### Data

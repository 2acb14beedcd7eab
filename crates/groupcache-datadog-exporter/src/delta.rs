// Copyright (C) 2026  winnyboy5
//
// This program is free software: you can redistribute it and/or modify
// it under the terms of the GNU Affero General Public License as published by
// the Free Software Foundation, either version 3 of the License, or
// (at your option) any later version.
//
// This program is distributed in the hope that it will be useful,
// but WITHOUT ANY WARRANTY; without even the implied warranty of
// MERCHANTABILITY or FITNESS FOR A PARTICULAR PURPOSE.  See the
// GNU Affero General Public License for more details.
//
// You should have received a copy of the GNU Affero General Public License
// along with this program.  If not, see <https://www.gnu.org/licenses/>.
//! Per-interval deltas between two snapshots of the same group.
//!
//! DogStatsD counts are increments, while groupcache counters only ever grow,
//! so every count metric is `current - previous`. Results are not clamped: a
//! counter that went backwards (cache restarted) yields a negative delta.

use crate::stats::{CacheCounters, GroupCounters};

/// A record whose fields are all monotonic counters.
pub trait CounterRecord: Copy + Default {
    /// Fieldwise `curr - prev`.
    fn delta(prev: &Self, curr: &Self) -> Self;
}

/// Fieldwise `curr - prev` for any counter record.
pub fn delta<T: CounterRecord>(prev: &T, curr: &T) -> T {
    T::delta(prev, curr)
}

impl CounterRecord for GroupCounters {
    fn delta(prev: &Self, curr: &Self) -> Self {
        GroupCounters {
            gets: curr.gets.wrapping_sub(prev.gets),
            hits: curr.hits.wrapping_sub(prev.hits),
            peer_loads: curr.peer_loads.wrapping_sub(prev.peer_loads),
            peer_errors: curr.peer_errors.wrapping_sub(prev.peer_errors),
            loads: curr.loads.wrapping_sub(prev.loads),
            loads_deduped: curr.loads_deduped.wrapping_sub(prev.loads_deduped),
            local_loads: curr.local_loads.wrapping_sub(prev.local_loads),
            local_load_errs: curr.local_load_errs.wrapping_sub(prev.local_load_errs),
            server_requests: curr.server_requests.wrapping_sub(prev.server_requests),
            crosstalk_refusals: curr.crosstalk_refusals.wrapping_sub(prev.crosstalk_refusals),
        }
    }
}

impl CounterRecord for CacheCounters {
    fn delta(prev: &Self, curr: &Self) -> Self {
        CacheCounters {
            gets: curr.gets.wrapping_sub(prev.gets),
            hits: curr.hits.wrapping_sub(prev.hits),
            evictions: curr.evictions.wrapping_sub(prev.evictions),
            evictions_nonexpired: curr
                .evictions_nonexpired
                .wrapping_sub(prev.evictions_nonexpired),
        }
    }
}

#[cfg(test)]
mod tests {
    use super::*;

    fn group(gets: i64, hits: i64) -> GroupCounters {
        GroupCounters {
            gets,
            hits,
            loads: gets - hits,
            ..Default::default()
        }
    }

    #[test]
    fn test_delta_against_zero_is_identity() {
        let curr = GroupCounters {
            gets: 10,
            hits: 4,
            peer_loads: 1,
            peer_errors: 2,
            loads: 6,
            loads_deduped: 5,
            local_loads: 3,
            local_load_errs: 1,
            server_requests: 8,
            crosstalk_refusals: 9,
        };
        assert_eq!(delta(&GroupCounters::default(), &curr), curr);
    }

    #[test]
    fn test_delta_is_fieldwise_difference() {
        let d = delta(&group(10, 4), &group(15, 6));
        assert_eq!(d.gets, 5);
        assert_eq!(d.hits, 2);
        assert_eq!(d.loads, 3);
        assert_eq!(d.server_requests, 0);
    }

    #[test]
    fn test_unchanged_source_yields_zero() {
        let c = CacheCounters {
            gets: 7,
            hits: 3,
            evictions: 1,
            evictions_nonexpired: 1,
        };
        assert_eq!(delta(&c, &c), CacheCounters::default());
    }

    #[test]
    fn test_rollback_is_negative_not_clamped() {
        let prev = CacheCounters {
            gets: 100,
            hits: 50,
            evictions: 4,
            evictions_nonexpired: 2,
        };
        let curr = CacheCounters {
            gets: 3,
            hits: 1,
            evictions: 0,
            evictions_nonexpired: 0,
        };
        let d = delta(&prev, &curr);
        assert_eq!(d.gets, -97);
        assert_eq!(d.hits, -49);
        assert_eq!(d.evictions, -4);
        assert_eq!(d.evictions_nonexpired, -2);
    }
}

### Problem
All entries given above should be transcribed exactly, with none omitted.

### Final answer
repository 2acb14beedcd7eab
filename crates/groupcache-datadog-exporter/src/delta.rs
// Copyright (C) 2026  winnyboy5
//
// This program is free software: you can redistribute it and/or modify
// it under the terms of the GNU Affero General Public License as published by
// the Free Software Foundation, either version 3 of the License, or
// (at your option) any later version.
//
// This program is distributed in the hope that it will be useful,
// but WITHOUT ANY WARRANTY; without even the implied warranty of
// MERCHANTABILITY or FITNESS FOR A PARTICULAR PURPOSE.  See the
// GNU Affero General Public License for more details.
//
// You should have received a copy of the GNU Affero General Public License
// along with this program.  If not, see <https://www.gnu.org/licenses/>.
//! Per-interval deltas between two snapshots of the same group.
//!
//! DogStatsD counts are increments, while groupcache counters only ever grow,
//! so every count metric is `current - previous`. Results are not clamped: a
//! counter that went backwards (cache restarted) yields a negative delta.

use crate::stats::{CacheCounters, GroupCounters};

/// A record whose fields are all monotonic counters.
pub trait CounterRecord: Copy + Default {
    /// Fieldwise `curr - prev`.
    fn delta(prev: &Self, curr: &Self) -> Self;
}

/// Fieldwise `curr - prev` for any counter record.
pub fn delta<T: CounterRecord>(prev: &T, curr: &T) -> T {
    T::delta(prev, curr)
}

impl CounterRecord for GroupCounters {
    fn delta(prev: &Self, curr: &Self) -> Self {
        GroupCounters {
            gets: curr.gets.wrapping_sub(prev.gets),
            hits: curr.hits.wrapping_sub(prev.hits),
            peer_loads: curr.peer_loads.wrapping_sub(prev.peer_loads),
            peer_errors: curr.peer_errors.wrapping_sub(prev.peer_errors),
            loads: curr.loads.wrapping_sub(prev.loads),
            loads_deduped: curr.loads_deduped.wrapping_sub(prev.loads_deduped),
            local_loads: curr.local_loads.wrapping_sub(prev.local_loads),
            local_load_errs: curr.local_load_errs.wrapping_sub(prev.local_load_errs),
            server_requests: curr.server_requests.wrapping_sub(prev.server_requests),
            crosstalk_refusals: curr.crosstalk_refusals.wrapping_sub(prev.crosstalk_refusals),
        }
    }
}

impl CounterRecord for CacheCounters {
    fn delta(prev: &Self, curr: &Self) -> Self {
        CacheCounters {
            gets: curr.gets.wrapping_sub(prev.gets),
            hits: curr.hits.wrapping_sub(prev.hits),
            evictions: curr.evictions.wrapping_sub(prev.evictions),
            evictions_nonexpired: curr
                .evictions_nonexpired
                .wrapping_sub(prev.evictions_nonexpired),
        }
    }
}

#[cfg(test)]
mod tests {
    use super::*;

    fn group(gets: i64, hits: i64) -> GroupCounters {
        GroupCounters {
            gets,
            hits,
            loads: gets - hits,
            ..Default::default()
        }
    }

    #[test]
    fn test_delta_against_zero_is_identity() {
        let curr = GroupCounters {
            gets: 10,
            hits: 4,
            peer_loads: 1,
            peer_errors: 2,
            loads: 6,
            loads_deduped: 5,
            local_loads: 3,
            local_load_errs: 1,
            server_requests: 8,
            crosstalk_refusals: 9,
        };
        assert_eq!(delta(&GroupCounters::default(), &curr), curr);
    }

    #[test]
    fn test_delta_is_fieldwise_difference() {
        let d = delta(&group(10, 4), &group(15, 6));
        assert_eq!(d.gets, 5);
        assert_eq!(d.hits, 2);
        assert_eq!(d.loads, 3);
        assert_eq!(d.server_requests, 0);
    }

    #[test]
    fn test_unchanged_source_yields_zero() {
        let c = CacheCounters {
            gets: 7,
            hits: 3,
            evictions: 1,
            evictions_nonexpired: 1,
        };
        assert_eq!(delta(&c, &c), CacheCounters::default());
    }

    #[test]
    fn test_rollback_is_negative_not_clamped() {
        let prev = CacheCounters {
            gets: 100,
            hits: 50,
            evictions: 4,
            evictions_nonexpired: 2,
        };
        let curr = CacheCounters {
            gets: 3,
            hits: 1,
            evictions: 0,
            evictions_nonexpired: 0,
        };
        let d = delta(&prev, &curr);
        assert_eq!(d.gets, -97);
        assert_eq!(d.hits, -49);
        assert_eq!(d.evictions, -4);
        assert_eq!(d.evictions_nonexpired, -2);
    }
}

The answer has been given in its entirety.